Campbell studied medicine at Glasgow University Medical School, graduating in 1946. After graduating, Campbell prepared to become an ophthalmologist, passing the Diploma of Ophthalmic Medicine and Surgery from the Royal College of Surgeons in 1948. But Campbell became more interested in research than in clinical practice, completing a PhD (on corneal wound healing) from Glasgow University in 1952, then an MD (on the depth of focus of the eye) in 1959.

Although Campbell's research work took him to Oxford University and then University of Cambridge, both in England, he remained true to his Scottish heritage and his humble origins. He was much beloved by colleagues and students, renowned for his kindliness, generosity, and stock of good stories.
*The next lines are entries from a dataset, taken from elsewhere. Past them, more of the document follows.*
// thiserror's #[error("...{field}...")] format strings reference struct fields,
// but the compiler doesn't see through the derive macro and reports false positives.
#![allow(unused_assignments)]

//! # ibis-dme
//!
//! An issue-based dialogue manager: a rule engine that tracks a multi-turn
//! conversation as an information state and decides, turn by turn, what the
//! system should ask or say next.
//!
//! ## Architecture
//!
//! - **Information state** (`state`): private plan/agenda/issues/beliefs,
//!   shared QUD and commitments, copy-on-write between turns
//! - **Domain** (`domain`): sorts, predicates, dependencies and plan
//!   builders, built in code or loaded from TOML
//! - **Update rules** (`rules`): ordered interpretation, integration and
//!   selection rules run to a fixpoint by the rule engine
//! - **Engine** (`dme`): the interpret / integrate / select / generate cycle
//! - **Session** (`session`): the control loop around NLU and NLG collaborators
//!
//! ## Library usage
//!
//! ```no_run
//! use ibis_dme::{DialogueMove, DialogueMoveEngine, DmeConfig, Domain, InformationState};
//!
//! let engine = DialogueMoveEngine::new(Domain::bundled("nda").unwrap(), DmeConfig::default());
//! let state = engine
//!     .integrate(&InformationState::new(), DialogueMove::request("draft an NDA"))
//!     .unwrap();
//! let (state, next) = engine.select(&state).unwrap();
//! assert!(next.is_some());
//! assert_eq!(state.shared().qud.len(), 1);
//! ```

pub mod config;
pub mod dme;
pub mod domain;
pub mod error;
pub mod generate;
pub mod invariants;
pub mod moves;
pub mod plan;
pub mod question;
pub mod rules;
pub mod session;
pub mod state;

pub use config::{ClarificationStrategy, DmeConfig};
pub use dme::DialogueMoveEngine;
pub use domain::{Domain, DomainBuilder, PlanContext, PredicateDef};
pub use error::{DmeError, DmeResult};
pub use generate::{GenerationContext, Generator, TemplateGenerator};
pub use moves::{DialogueMove, MoveContent, MoveType, Speaker};
pub use plan::{Plan, PlanAction, Progress, Subplan, SubplanStatus};
pub use question::{Answer, Proposition, Question, Value};
pub use rules::{register_rules, RuleSet};
pub use session::{DialogueSession, Interpreter, LoopState, TranscriptEntry};
pub use state::{DialogueState, InformationState};
//! Questions, answers, and the propositions they ground.
//!
//! A `Question` is a closed union over the three question shapes the
//! dialogue manager knows about, plus a `Clarification` wrapper that the
//! engine synthesizes when an answer fails to resolve the question in focus.

use std::fmt;

use serde::{Deserialize, Serialize};

// ── Value ────────────────────────────────────────────────────────────────

/// A value carried by an answer or a committed proposition.
#[derive(Debug, Clone, PartialEq, Eq, PartialOrd, Ord, Hash, Serialize, Deserialize)]
pub enum Value {
    Text(String),
    Bool(bool),
    Number(i64),
}

impl Value {
    /// Borrow the text payload, if this is a text value.
    pub fn as_text(&self) -> Option<&str> {
        match self {
            Self::Text(s) => Some(s),
            _ => None,
        }
    }

    /// Read a yes/no value: either a real boolean or a text token like "yes".
    pub fn as_polarity(&self) -> Option<bool> {
        match self {
            Self::Bool(b) => Some(*b),
            Self::Text(s) => match s.trim().to_lowercase().as_str() {
                "yes" | "y" | "yeah" | "yep" | "true" | "correct" | "sure" => Some(true),
                "no" | "n" | "nope" | "false" | "incorrect" => Some(false),
                _ => None,
            },
            Self::Number(_) => None,
        }
    }
}

impl fmt::Display for Value {
    fn fmt(&self, f: &mut fmt::Formatter<'_>) -> fmt::Result {
        match self {
            Self::Text(s) => write!(f, "{s}"),
            Self::Bool(b) => write!(f, "{}", if *b { "yes" } else { "no" }),
            Self::Number(n) => write!(f, "{n}"),
        }
    }
}

impl From<&str> for Value {
    fn from(s: &str) -> Self {
        Self::Text(s.to_string())
    }
}

impl From<String> for Value {
    fn from(s: String) -> Self {
        Self::Text(s)
    }
}

impl From<bool> for Value {
    fn from(b: bool) -> Self {
        Self::Bool(b)
    }
}

impl From<i64> for Value {
    fn from(n: i64) -> Self {
        Self::Number(n)
    }
}

// ── Question ─────────────────────────────────────────────────────────────

/// A question that can be accommodated, raised, and resolved.
#[derive(Debug, Clone, PartialEq, Eq, PartialOrd, Ord, Hash, Serialize, Deserialize)]
pub enum Question {
    /// `?x.predicate(x)`: asks for the value of a predicate.
    Wh { variable: String, predicate: String },
    /// `?proposition`: asks whether a proposition holds.
    YesNo { proposition: String },
    /// Asks the user to pick one of an ordered list of alternatives.
    Alternatives { alternatives: Vec<String> },
    /// Engine-synthesized follow-up to a question whose answer was rejected.
    Clarification { original: Box<Question> },
}

impl Question {
    /// Wh-question over `predicate` with the conventional variable `x`.
    pub fn wh(predicate: impl Into<String>) -> Self {
        Self::Wh {
            variable: "x".into(),
            predicate: predicate.into(),
        }
    }

    pub fn yes_no(proposition: impl Into<String>) -> Self {
        Self::YesNo {
            proposition: proposition.into(),
        }
    }

    pub fn alternatives<I, S>(alternatives: I) -> Self
    where
        I: IntoIterator<Item = S>,
        S: Into<String>,
    {
        Self::Alternatives {
            alternatives: alternatives.into_iter().map(Into::into).collect(),
        }
    }

    /// Wrap `self` in a clarification question.
    pub fn clarify(&self) -> Self {
        Self::Clarification {
            original: Box::new(self.base().clone()),
        }
    }

    /// The question a clarification refers to, or `self`.
    pub fn base(&self) -> &Question {
        match self {
            Self::Clarification { original } => original.base(),
            other => other,
        }
    }

    pub fn is_clarification(&self) -> bool {
        matches!(self, Self::Clarification { .. })
    }

    /// The key under which an answer to this question is committed.
    pub fn predicate_key(&self) -> String {
        match self {
            Self::Wh { predicate, .. } => predicate.clone(),
            Self::YesNo { proposition } => proposition.clone(),
            Self::Alternatives { alternatives } => alternatives.join("|"),
            Self::Clarification { original } => original.predicate_key(),
        }
    }
}

impl fmt::Display for Question {
    fn fmt(&self, f: &mut fmt::Formatter<'_>) -> fmt::Result {
        match self {
            Self::Wh {
                variable,
                predicate,
            } => write!(f, "?{variable}.{predicate}({variable})"),
            Self::YesNo { proposition } => write!(f, "?{proposition}"),
            Self::Alternatives { alternatives } => write!(f, "?{{{}}}", alternatives.join(", ")),
            Self::Clarification { original } => write!(f, "clarify({original})"),
        }
    }
}

// ── Answer ───────────────────────────────────────────────────────────────

/// Content offered by a speaker, optionally tied to the question it answers.
///
/// `question_ref` is set for direct responses and absent for volunteered
/// information until the interpretation phase binds it to the question in
/// focus.
#[derive(Debug, Clone, PartialEq, Eq, Serialize, Deserialize)]
pub struct Answer {
    pub content: Value,
    pub question_ref: Option<Question>,
}

impl Answer {
    pub fn new(content: impl Into<Value>) -> Self {
        Self {
            content: content.into(),
            question_ref: None,
        }
    }

    /// A direct response to `question`.
    pub fn to(question: Question, content: impl Into<Value>) -> Self {
        Self {
            content: content.into(),
            question_ref: Some(question),
        }
    }

    /// Whether this answer is explicitly addressed to `question`
    /// (clarifications and their originals count as the same question).
    pub fn addresses(&self, question: &Question) -> bool {
        self.question_ref
            .as_ref()
            .is_some_and(|q| q.base() == question.base())
    }
}

// ── Proposition ──────────────────────────────────────────────────────────

/// A resolved `(predicate, value)` pair held in the commitment set.
#[derive(Debug, Clone, PartialEq, Eq, PartialOrd, Ord, Hash, Serialize, Deserialize)]
pub struct Proposition {
    pub predicate: String,
    pub value: Value,
}

impl Proposition {
    pub fn new(predicate: impl Into<String>, value: impl Into<Value>) -> Self {
        Self {
            predicate: predicate.into(),
            value: value.into(),
        }
    }

    /// Canonical string key, e.g. `duration(3 years)`.
    pub fn key(&self) -> String {
        self.to_string()
    }
}

impl fmt::Display for Proposition {
    fn fmt(&self, f: &mut fmt::Formatter<'_>) -> fmt::Result {
        write!(f, "{}({})", self.predicate, self.value)
    }
}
While doing his medical studies at University of Glasgow, Campbell met his wife-to-be, Helen, who became a doctor. They married in 1947 and had four children, one of whom died at 17 in a riding accident. Campbell was afflicted lifelong by ankylosing spondylitis, and by bouts of iritis. He died on 3 May 1993.

== Career ==
While studying for his PhD and MD, Campbell worked as an ophthalmologist from around 1948 to 1951. He then spent a year at Nuffield Laboratory in Oxford working with T.C.D. Whiteside on aviation medicine.
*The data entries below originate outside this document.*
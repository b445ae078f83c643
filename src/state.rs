//! The information state threaded through the update loop.
//!
//! Partitions sit behind `Arc` and are copied on write with
//! `Arc::make_mut`: cloning a state is two reference-count bumps, and a
//! rule that only touches `shared` leaves `private` physically shared with
//! the state it came from. No update ever mutates a state another holder
//! can observe.

use std::collections::{BTreeMap, BTreeSet, VecDeque};
use std::sync::Arc;

use serde::{Deserialize, Serialize};

use crate::moves::{DialogueMove, Speaker};
use crate::plan::Plan;
use crate::question::{Proposition, Question, Value};

// ── Partitions ───────────────────────────────────────────────────────────

/// Information only the system holds.
#[derive(Debug, Clone, Default, PartialEq, Eq, Serialize, Deserialize)]
pub struct PrivateState {
    /// Active plans; at most one in practice.
    pub plan: Vec<Plan>,
    /// Moves staged for the next system turn.
    pub agenda: VecDeque<DialogueMove>,
    /// Accommodated questions not yet raised, in raising order.
    pub issues: Vec<Question>,
    /// Scratch notes for generation-time phrasing.
    pub beliefs: BTreeMap<String, Value>,
}

/// Information both parties are taken to share.
#[derive(Debug, Clone, Default, PartialEq, Eq, Serialize, Deserialize)]
pub struct SharedState {
    /// Questions under discussion; the last element is the top.
    pub qud: Vec<Question>,
    /// Grounded propositions.
    pub commitments: BTreeSet<Proposition>,
}

impl SharedState {
    /// The question currently in focus.
    pub fn qud_top(&self) -> Option<&Question> {
        self.qud.last()
    }

    /// The committed value for `predicate`, if any.
    pub fn committed(&self, predicate: &str) -> Option<&Proposition> {
        self.commitments.iter().find(|p| p.predicate == predicate)
    }

    pub fn is_committed(&self, predicate: &str) -> bool {
        self.committed(predicate).is_some()
    }

    /// Commit a proposition, replacing any value held for the same predicate.
    pub fn commit(&mut self, prop: Proposition) {
        self.retract(&prop.predicate);
        self.commitments.insert(prop);
    }

    /// Remove every commitment for `predicate`, returning what was removed.
    pub fn retract(&mut self, predicate: &str) -> Option<Proposition> {
        let old = self.committed(predicate).cloned();
        self.commitments.retain(|p| p.predicate != predicate);
        old
    }
}

/// Whether the dialogue is still running.
#[derive(Debug, Clone, Copy, Default, PartialEq, Eq, Serialize, Deserialize)]
pub enum DialogueState {
    #[default]
    Active,
    Done,
}

/// Turn-taking bookkeeping.
#[derive(Debug, Clone, Copy, PartialEq, Eq, Serialize, Deserialize)]
pub struct ControlState {
    pub speaker: Speaker,
    pub next_speaker: Speaker,
    pub dialogue_state: DialogueState,
}

impl Default for ControlState {
    fn default() -> Self {
        Self {
            speaker: Speaker::User,
            next_speaker: Speaker::System,
            dialogue_state: DialogueState::Active,
        }
    }
}

// ── InformationState ─────────────────────────────────────────────────────

/// The complete dialogue state for one session.
#[derive(Debug, Clone, Default, PartialEq, Eq, Serialize, Deserialize)]
pub struct InformationState {
    private: Arc<PrivateState>,
    shared: Arc<SharedState>,
    control: ControlState,
}

impl InformationState {
    pub fn new() -> Self {
        Self::default()
    }

    pub fn private(&self) -> &PrivateState {
        &self.private
    }

    pub fn shared(&self) -> &SharedState {
        &self.shared
    }

    pub fn control(&self) -> &ControlState {
        &self.control
    }

    /// Copy-on-write access to the private partition.
    pub fn private_mut(&mut self) -> &mut PrivateState {
        Arc::make_mut(&mut self.private)
    }

    /// Copy-on-write access to the shared partition.
    pub fn shared_mut(&mut self) -> &mut SharedState {
        Arc::make_mut(&mut self.shared)
    }

    pub fn control_mut(&mut self) -> &mut ControlState {
        &mut self.control
    }

    /// Whether two states share the same private partition allocation.
    pub fn shares_private_with(&self, other: &Self) -> bool {
        Arc::ptr_eq(&self.private, &other.private)
    }

    /// Whether two states share the same shared partition allocation.
    pub fn shares_shared_with(&self, other: &Self) -> bool {
        Arc::ptr_eq(&self.shared, &other.shared)
    }

    // ── Convenience reads ────────────────────────────────────────────────

    pub fn qud_top(&self) -> Option<&Question> {
        self.shared.qud_top()
    }

    pub fn active_plan(&self) -> Option<&Plan> {
        self.private.plan.first()
    }

    pub fn is_done(&self) -> bool {
        self.control.dialogue_state == DialogueState::Done
    }

    /// Whether `question` (or the question it clarifies) is under discussion.
    pub fn on_qud(&self, question: &Question) -> bool {
        self.shared.qud.iter().any(|q| q.base() == question.base())
    }

    pub fn in_issues(&self, question: &Question) -> bool {
        self.private.issues.iter().any(|q| q.base() == question.base())
    }

    /// The question the active plan declares for `predicate`.
    pub fn plan_question(&self, predicate: &str) -> Option<Question> {
        self.active_plan().and_then(|p| p.question_for(predicate))
    }

    // ── Convenience writes ───────────────────────────────────────────────

    /// Insert a question into `issues` at its plan declaration position
    /// (questions the plan does not know go last). No-op if already present.
    pub fn accommodate(&mut self, question: Question) {
        if self.in_issues(&question) {
            return;
        }
        let rank = |q: &Question, plan: Option<&Plan>| {
            plan.and_then(|p| p.position_of(q)).unwrap_or(usize::MAX)
        };
        let plan = self.private.plan.first().cloned();
        let new_rank = rank(&question, plan.as_ref());
        let issues = &mut self.private_mut().issues;
        let at = issues
            .iter()
            .position(|q| rank(q, plan.as_ref()) > new_rank)
            .unwrap_or(issues.len());
        issues.insert(at, question);
    }

    /// Remove a question (matched by base) from `issues`.
    pub fn drop_issue(&mut self, question: &Question) -> bool {
        if !self.in_issues(question) {
            return false;
        }
        self.private_mut()
            .issues
            .retain(|q| q.base() != question.base());
        true
    }

    /// Take `question` (and any clarification of it) off QUD and drop staged
    /// asks about it.
    pub fn withdraw(&mut self, question: &Question) {
        let base = question.base().clone();
        if self.on_qud(&base) {
            self.shared_mut().qud.retain(|q| q.base() != &base);
        }
        let staged = |m: &DialogueMove| m.as_question().is_some_and(|q| q.base() == &base);
        if self.private.agenda.iter().any(staged) {
            self.private_mut().agenda.retain(|m| !staged(m));
        }
    }

    /// Mark the subplan concerning `question` completed in every active plan.
    pub fn complete_subplan(&mut self, question: &Question) {
        if self.private.plan.iter().any(|p| p.position_of(question).is_some()) {
            for plan in &mut self.private_mut().plan {
                plan.complete(question);
            }
        }
    }

    /// Put the subplan concerning `question` back to pending.
    pub fn reopen_subplan(&mut self, question: &Question) {
        if self.private.plan.iter().any(|p| p.position_of(question).is_some()) {
            for plan in &mut self.private_mut().plan {
                plan.reopen(question);
            }
        }
    }

    /// Stage a move for the next system turn unless it is already staged.
    pub fn stage(&mut self, mv: DialogueMove) {
        if !self.private.agenda.contains(&mv) {
            self.private_mut().agenda.push_back(mv);
        }
    }

    pub fn set_belief(&mut self, key: impl Into<String>, value: impl Into<Value>) {
        self.private_mut().beliefs.insert(key.into(), value.into());
    }

    pub fn clear_belief(&mut self, key: &str) {
        if self.private.beliefs.contains_key(key) {
            self.private_mut().beliefs.remove(key);
        }
    }
}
In 1953, Campbell was appointed as a lecturer at the Cambridge Physiological Laboratory. He spent the remainder of his career there, eventually winning a personal chair in Neurosensory Physiology before retiring in 1991. He was a fellow at St. John's College.

==Community service==

Between 1960 and 1962, Campbell served on the General Optical Council of the
UK National Health Service, representing educational interests for optometry.

Campbell was an Advisory Editor of Spatial Vision, and a member of the editorial board of Ophthalmic and Physiological Optics.

==Selected works==
- Campbell, F. W. (1968). "Application of Fourier analysis to the visibility of gratings"

==Honours==

In 1959, Campbell became the 14th Foundation lecturer of the British Optical Association. In 1962, he was awarded an honorary Fellowship of The British Optical Association. In 1978, Campbell was elected as a Fellow of the Royal Society. He won the Tillyer Medal from the Optical Society of America in 1980, and was awarded an honorary Doctor of Science from University of Glasgow in 1986 and from Aston University in 1987.